━━━━━ EXTRACTED MATERIAL

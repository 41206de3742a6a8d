//! Edge enforcement: tagged `in`/`out` words, their sentinel fast paths,
//! and dispatch into the structured incounter and outset representations.
//!
//! Incounter word tags:
//! `READY = 1` (always activated), `UNARY = 2` (exactly one pending edge),
//! `FETCH_ADD = 3` (signed count in the pointer bits), `0` = pointer to an
//! [`Incounter`].
//!
//! Outset word tags:
//! `NOOP = 1` (notifications dropped), `UNARY = 2` (target task in the
//! pointer bits), `DISTRIBUTED_UNARY = 3` (SNZI leaf of the target's
//! incounter in the pointer bits), `PORT_UNARY = 4` (the source task itself;
//! finishing drains its inports), `0` = pointer to an [`Outset`].

use std::ptr::NonNull;
use std::sync::atomic::{AtomicBool, AtomicU8, Ordering};

use crate::dyntree::{self, DyntreeIncounter, DyntreeOutset};
use crate::port::{self, PortIncounter, PortOutset};
use crate::simple::SimpleOutset;
use crate::snzi::{SnziNode, SnziTree};
use crate::tag;
use crate::task::TaskRef;
use crate::{Algo, EdgeAlgo, Frame};

const IN_READY: usize = 1;
const IN_UNARY: usize = 2;
const IN_FETCH_ADD: usize = 3;

const OUT_NOOP: usize = 1;
const OUT_UNARY: usize = 2;
const OUT_DISTRIBUTED_UNARY: usize = 3;
const OUT_PORT_UNARY: usize = 4;

/// The always-activated incounter word.
pub(crate) fn in_ready() -> usize {
    tag::pack(std::ptr::null_mut::<u8>(), IN_READY)
}

/// The one-pending-edge incounter word.
pub(crate) fn in_unary() -> usize {
    tag::pack(std::ptr::null_mut::<u8>(), IN_UNARY)
}

/// A zero-count fetch-add incounter word.
pub(crate) fn in_fetch_add() -> usize {
    tag::pack_count(0, IN_FETCH_ADD)
}

/// The dropped-notifications outset word.
pub(crate) fn out_noop() -> usize {
    tag::pack(std::ptr::null_mut::<u8>(), OUT_NOOP)
}

/// An unaimed unary outset word; `add_edge` aims it.
pub(crate) fn out_unary() -> usize {
    tag::pack(std::ptr::null_mut::<u8>(), OUT_UNARY)
}

/// The bottom-up unary outset word: finishing `source` drains its inports.
pub(crate) fn out_port_unary(source: TaskRef) -> usize {
    tag::pack(source.addr() as *mut u8, OUT_PORT_UNARY)
}

/// The unary outset word this run's configuration calls for: under the
/// distributed representation a unary edge departs a SNZI leaf directly.
pub(crate) fn out_unary_for(frame: &Frame) -> usize {
    match (frame.config.algo, frame.config.edge_algo) {
        (Algo::Direct, EdgeAlgo::Distributed) => {
            tag::pack(std::ptr::null_mut::<SnziNode>(), OUT_DISTRIBUTED_UNARY)
        }
        _ => out_unary(),
    }
}

/// Result of removing one incoming edge.
#[derive(Clone, Copy, Debug, PartialEq, Eq)]
pub enum Status {
    /// This removal took the counter to its activated state.
    Activated,
    /// Edges remain.
    NotActivated,
}

/// A structured incounter: the scalable representations behind tag `0`.
pub enum Incounter {
    /// SNZI tree; source identities shard arrivals across leaves.
    Distributed(SnziTree),
    /// Two-root dynamic tree of arrival leaves.
    Dyntree(DyntreeIncounter),
    /// Bottom-up counter; arrivals live in the port tree, not here.
    Port(PortIncounter),
}

impl Incounter {
    /// Stable true once the activating condition has been reached.
    pub fn is_activated(&self) -> bool {
        match self {
            Self::Distributed(tree) => !tree.is_nonzero(),
            Self::Dyntree(counter) => counter.is_activated(),
            Self::Port(_) => unreachable!("port-passing counters are observed through ports"),
        }
    }

    /// Record one new incoming edge. `ident` shards the arrival for the
    /// distributed representation; zero means anonymous.
    pub fn increment(&self, ident: usize) {
        match self {
            Self::Distributed(tree) => tree.leaf_for(ident).arrive(),
            Self::Dyntree(counter) => counter.increment(),
            Self::Port(_) => unreachable!("port-passing counters are incremented through ports"),
        }
    }

    /// Remove one incoming edge.
    pub fn decrement(&self, ident: usize) -> Status {
        match self {
            Self::Distributed(tree) => {
                if tree.leaf_for(ident).depart() {
                    Status::Activated
                } else {
                    Status::NotActivated
                }
            }
            Self::Dyntree(counter) => counter.decrement(),
            Self::Port(_) => unreachable!("port-passing counters are decremented through ports"),
        }
    }
}

const DRAINED: u8 = 1;
const RELEASED: u8 = 2;

/// A structured outset: the representations behind tag `0`.
pub struct Outset {
    /// Externally owned (future) outsets survive their finish walk.
    external: AtomicBool,
    /// Destruction handshake between the finish walk and the owner.
    state: AtomicU8,
    pub(crate) kind: OutsetKind,
}

/// The concrete outset representations.
pub enum OutsetKind {
    /// Treiber stack of subscriber cells.
    Simple(SimpleOutset),
    /// Tree of tagged-union slots.
    Dyntree(DyntreeOutset),
    /// Bottom-up relay tree.
    Port(PortOutset),
}

impl Outset {
    /// Mark the outset as externally owned, disabling
    /// deallocate-at-finish.
    pub fn enable_future(&self) {
        self.external.store(true, Ordering::Release);
    }

    /// Register `target`; fails exactly if the outset has already finished.
    pub(crate) fn insert(&self, _frame: &Frame, target: TaskRef) -> bool {
        match &self.kind {
            OutsetKind::Simple(outset) => outset.insert(target),
            OutsetKind::Dyntree(outset) => outset.insert(target),
            OutsetKind::Port(_) => {
                unreachable!("port-passing outsets are inserted into through ports")
            }
        }
    }

    /// The bottom-up representation, for port operations.
    pub(crate) fn port(&self) -> &PortOutset {
        match &self.kind {
            OutsetKind::Port(outset) => outset,
            _ => unreachable!("not a port-passing outset"),
        }
    }

    /// Record the producing task (bottom-up futures learn theirs late).
    pub(crate) fn set_owner(&self, owner: TaskRef) {
        self.port().set_owner(owner);
    }
}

━━━━━━━━━━

* DIRECTIONS *
Filter the data, keeping only the lines that contain "const".

* ANSWER SPACE *
const IN_READY: usize = 1;
const IN_UNARY: usize = 2;
const IN_FETCH_ADD: usize = 3;
const OUT_NOOP: usize = 1;
const OUT_UNARY: usize = 2;
const OUT_DISTRIBUTED_UNARY: usize = 3;
const OUT_PORT_UNARY: usize = 4;
const DRAINED: u8 = 1;
const RELEASED: u8 = 2;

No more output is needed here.